WHAT TO PRODUCE:
Within the listing below, how many lines contain the word "self"? Answer with the number only.

MATERIAL FOR THIS EXERCISE:
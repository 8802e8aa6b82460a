//! Class List Module
//!
//! Splits `className` strings into tokens and classifies each token as a plain
//! class, an arbitrary-value utility (`bg-[rgba(0,0,0,0.5)]`) or an arbitrary
//! property (`[mask-type:luminance]`).

use serde::{Deserialize, Serialize};

use crate::validate::{CompilerError, ERR_CLASS_TOKEN, ERR_CLASS_UNBALANCED};

/// Data-type hints accepted in front of an arbitrary value, e.g. `text-[color:var(--c)]`.
const TYPE_HINTS: &[&str] = &[
    "color",
    "length",
    "number",
    "percentage",
    "url",
    "image",
    "position",
    "family-name",
    "line-width",
    "absolute-size",
    "relative-size",
    "any",
];

#[derive(Debug, Clone, Serialize, Deserialize, PartialEq)]
#[serde(tag = "kind", rename_all = "kebab-case")]
pub enum ClassKind {
    Plain,
    Arbitrary {
        prefix: String,
        value: String,
        hint: Option<String>,
    },
    ArbitraryProperty {
        property: String,
        value: String,
    },
}

#[derive(Debug, Clone, Serialize, Deserialize, PartialEq)]
#[serde(rename_all = "camelCase")]
pub struct ClassToken {
    /// The token exactly as written in the class string.
    pub raw: String,
    pub variants: Vec<String>,
    pub important: bool,
    pub negative: bool,
    /// Token with variants, `!` and `-` removed.
    pub utility: String,
    pub kind: ClassKind,
}

impl ClassToken {
    pub fn is_arbitrary(&self) -> bool {
        !matches!(self.kind, ClassKind::Plain)
    }
}

#[derive(Debug, Clone, Serialize, Deserialize, PartialEq, Default)]
pub struct ClassList {
    pub tokens: Vec<ClassToken>,
}

impl ClassList {
    /// Raw class names in source order.
    pub fn names(&self) -> Vec<&str> {
        self.tokens.iter().map(|t| t.raw.as_str()).collect()
    }

    /// `(prefix or property, decoded value)` for every bracketed token.
    pub fn arbitrary(&self) -> Vec<(&str, &str)> {
        self.tokens
            .iter()
            .filter_map(|t| match &t.kind {
                ClassKind::Arbitrary { prefix, value, .. } => Some((prefix.as_str(), value.as_str())),
                ClassKind::ArbitraryProperty { property, value } => {
                    Some((property.as_str(), value.as_str()))
                }
                ClassKind::Plain => None,
            })
            .collect()
    }
}

fn unbalanced(class: &str, found: char) -> CompilerError {
    CompilerError::detached(
        ERR_CLASS_UNBALANCED,
        &format!("Unbalanced '{}' in class list \"{}\"", found, class),
    )
    .with_hint("Arbitrary values must close every '[' and '(' they open.")
}

/// Split on whitespace outside `[]` and `()`.
pub fn tokenize_class_list(class: &str) -> Result<Vec<String>, CompilerError> {
    let mut tokens = Vec::new();
    let mut current = String::new();
    let mut stack: Vec<char> = Vec::new();

    for c in class.chars() {
        match c {
            '[' | '(' => {
                stack.push(c);
                current.push(c);
            }
            ']' | ')' => {
                let expected = if c == ']' { '[' } else { '(' };
                if stack.pop() != Some(expected) {
                    return Err(unbalanced(class, c));
                }
                current.push(c);
            }
            c if c.is_whitespace() && stack.is_empty() => {
                if !current.is_empty() {
                    tokens.push(std::mem::take(&mut current));
                }
            }
            _ => current.push(c),
        }
    }

    if let Some(open) = stack.last() {
        return Err(unbalanced(class, *open));
    }
    if !current.is_empty() {
        tokens.push(current);
    }

    Ok(tokens)
}

/// Split `s` on `sep` where it is not nested in brackets or parentheses.
pub(crate) fn split_top_level(s: &str, sep: char) -> Vec<&str> {
    let mut parts = Vec::new();
    let mut depth = 0usize;
    let mut start = 0;

    for (i, c) in s.char_indices() {
        match c {
            '[' | '(' => depth += 1,
            ']' | ')' => depth = depth.saturating_sub(1),
            c if c == sep && depth == 0 => {
                parts.push(&s[start..i]);
                start = i + c.len_utf8();
            }
            _ => {}
        }
    }
    parts.push(&s[start..]);
    parts
}

/// `_` stands for a space inside arbitrary values; `\_` is a literal underscore.
/// URLs are left alone.
pub fn decode_arbitrary_value(value: &str) -> String {
    if value.starts_with("url(") {
        return value.to_string();
    }

    let mut out = String::with_capacity(value.len());
    let mut chars = value.chars().peekable();
    while let Some(c) = chars.next() {
        match c {
            '\\' if chars.peek() == Some(&'_') => {
                chars.next();
                out.push('_');
            }
            '_' => out.push(' '),
            _ => out.push(c),
        }
    }
    out
}

fn split_type_hint(value: &str) -> (Option<String>, &str) {
    if let Some((head, rest)) = value.split_once(':') {
        if TYPE_HINTS.contains(&head) {
            return (Some(head.to_string()), rest);
        }
    }
    (None, value)
}

fn malformed(token: &str, reason: &str) -> CompilerError {
    CompilerError::detached(
        ERR_CLASS_TOKEN,
        &format!("Malformed class \"{}\": {}", token, reason),
    )
}

pub fn parse_class_token(token: &str) -> Result<ClassToken, CompilerError> {
    if token.is_empty() {
        return Err(malformed(token, "empty class name"));
    }

    let mut parts = split_top_level(token, ':');
    let base = parts.pop().unwrap_or_default();
    if parts.iter().any(|v| v.is_empty()) {
        return Err(malformed(token, "empty variant"));
    }
    if base.is_empty() {
        return Err(malformed(token, "variant without a utility"));
    }
    let variants = parts.into_iter().map(str::to_string).collect();

    let mut utility = base;
    let mut important = false;
    if let Some(rest) = utility.strip_prefix('!') {
        utility = rest;
        important = true;
    } else if let Some(rest) = utility.strip_suffix('!') {
        utility = rest;
        important = true;
    }
    let mut negative = false;
    if let Some(rest) = utility.strip_prefix('-') {
        utility = rest;
        negative = true;
    }
    if utility.is_empty() {
        return Err(malformed(token, "empty class name"));
    }

    let kind =if utility.starts_with('[') && utility.ends_with(']') {
        let inner = &utility[1..utility.len() - 1];
        match inner.split_once(':') {
            Some((property, value)) if !property.is_empty() && !value.is_empty() => {
                ClassKind::ArbitraryProperty {
                    property: property.to_string(),
                    value: decode_arbitrary_value(value),
                }
            }
            _ => return Err(malformed(token, "arbitrary property needs 'property:value'")),
        }
    } else if let (true, Some(idx)) = (utility.ends_with(']'), utility.find("-[")) {
        let prefix = &utility[..idx];
        let raw_value = &utility[idx + 2..utility.len() - 1];
        let (hint, value) = split_type_hint(raw_value);
        if prefix.is_empty() {
            return Err(malformed(token, "arbitrary value without a utility prefix"));
        }
        if value.trim().is_empty() {
            return Err(malformed(token, "empty arbitrary value"));
        }
        ClassKind::Arbitrary {
            prefix: prefix.to_string(),
            value: decode_arbitrary_value(value),
            hint,
        }
    } else if utility.contains('[') || utility.contains(']') {
        return Err(malformed(token, "brackets must close the class name"));
    } else {
        ClassKind::Plain
    };

    Ok(ClassToken {
        raw: token.to_string(),
        variants,
        important,
        negative,
        utility: utility.to_string(),
        kind,
    })
}

pub fn parse_class_list(class: &str) -> Result<ClassList, CompilerError> {
    let tokens = tokenize_class_list(class)?
        .iter()
        .map(|t| parse_class_token(t))
        .collect::<Result<Vec<_>, _>>()?;
    Ok(ClassList { tokens })
}

#[cfg(test)]
mod tests {
    use super::*;

    #[test]
    fn test_tokenize_keeps_brackets_whole() {
        let tokens = tokenize_class_list("  a  bg-[rgba(0, 0, 0, 0.5)]\tflex ").unwrap();
        assert_eq!(tokens, vec!["a", "bg-[rgba(0, 0, 0, 0.5)]", "flex"]);
    }

    #[test]
    fn test_tokenize_unbalanced() {
        assert_eq!(
            tokenize_class_list("bg-[red").unwrap_err().code,
            ERR_CLASS_UNBALANCED
        );
        assert_eq!(
            tokenize_class_list("bg-[rgba(0,0,0])").unwrap_err().code,
            ERR_CLASS_UNBALANCED
        );
        assert_eq!(tokenize_class_list("a]").unwrap_err().code, ERR_CLASS_UNBALANCED);
    }

    #[test]
    fn test_plain_token() {
        let t = parse_class_token("a").unwrap();
        assert_eq!(t.kind, ClassKind::Plain);
        assert!(t.variants.is_empty());
        assert!(!t.important && !t.negative);
    }

    #[test]
    fn test_arbitrary_token() {
        let t = parse_class_token("bg-[rgba(0,0,0,0.5)]").unwrap();
        assert_eq!(
            t.kind,
            ClassKind::Arbitrary {
                prefix: "bg".to_string(),
                value: "rgba(0,0,0,0.5)".to_string(),
                hint: None,
            }
        );
    }

    #[test]
    fn test_variants_important_negative() {
        let t = parse_class_token("md:hover:!-mt-[4px]").unwrap();
        assert_eq!(t.variants, vec!["md", "hover"]);
        assert!(t.important);
        assert!(t.negative);
        assert_eq!(t.utility, "mt-[4px]");
    }

    #[test]
    fn test_type_hint_and_underscores() {
        let t = parse_class_token("text-[color:var(--brand)]").unwrap();
        match t.kind {
            ClassKind::Arbitrary { hint, value, .. } => {
                assert_eq!(hint.as_deref(), Some("color"));
                assert_eq!(value, "var(--brand)");
            }
            other => panic!("unexpected kind {:?}", other),
        }

        let t = parse_class_token("shadow-[0_0_4px_red]").unwrap();
        assert!(matches!(t.kind, ClassKind::Arbitrary { ref value, .. } if value == "0 0 4px red"));
        assert_eq!(decode_arbitrary_value(r"a\_b"), "a_b");
    }

    #[test]
    fn test_arbitrary_property() {
        let t = parse_class_token("[mask-type:luminance]").unwrap();
        assert_eq!(
            t.kind,
            ClassKind::ArbitraryProperty {
                property: "mask-type".to_string(),
                value: "luminance".to_string(),
            }
        );
    }

    #[test]
    fn test_malformed_tokens() {
        for bad in ["bg-[]", "hover:", ":flex", "bg-[red]x", "[nope]", "-[1px]", "!", "-", "!-", "md:!"] {
            assert_eq!(parse_class_token(bad).unwrap_err().code, ERR_CLASS_TOKEN, "{}", bad);
        }
    }

    #[test]
    fn test_class_list_accessors() {
        let list = parse_class_list("a bg-[rgba(0,0,0,0.5)]").unwrap();
        assert_eq!(list.names(), vec!["a", "bg-[rgba(0,0,0,0.5)]"]);
        assert_eq!(list.arbitrary(), vec![("bg", "rgba(0,0,0,0.5)")]);
    }
}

TASK ANSWER:
6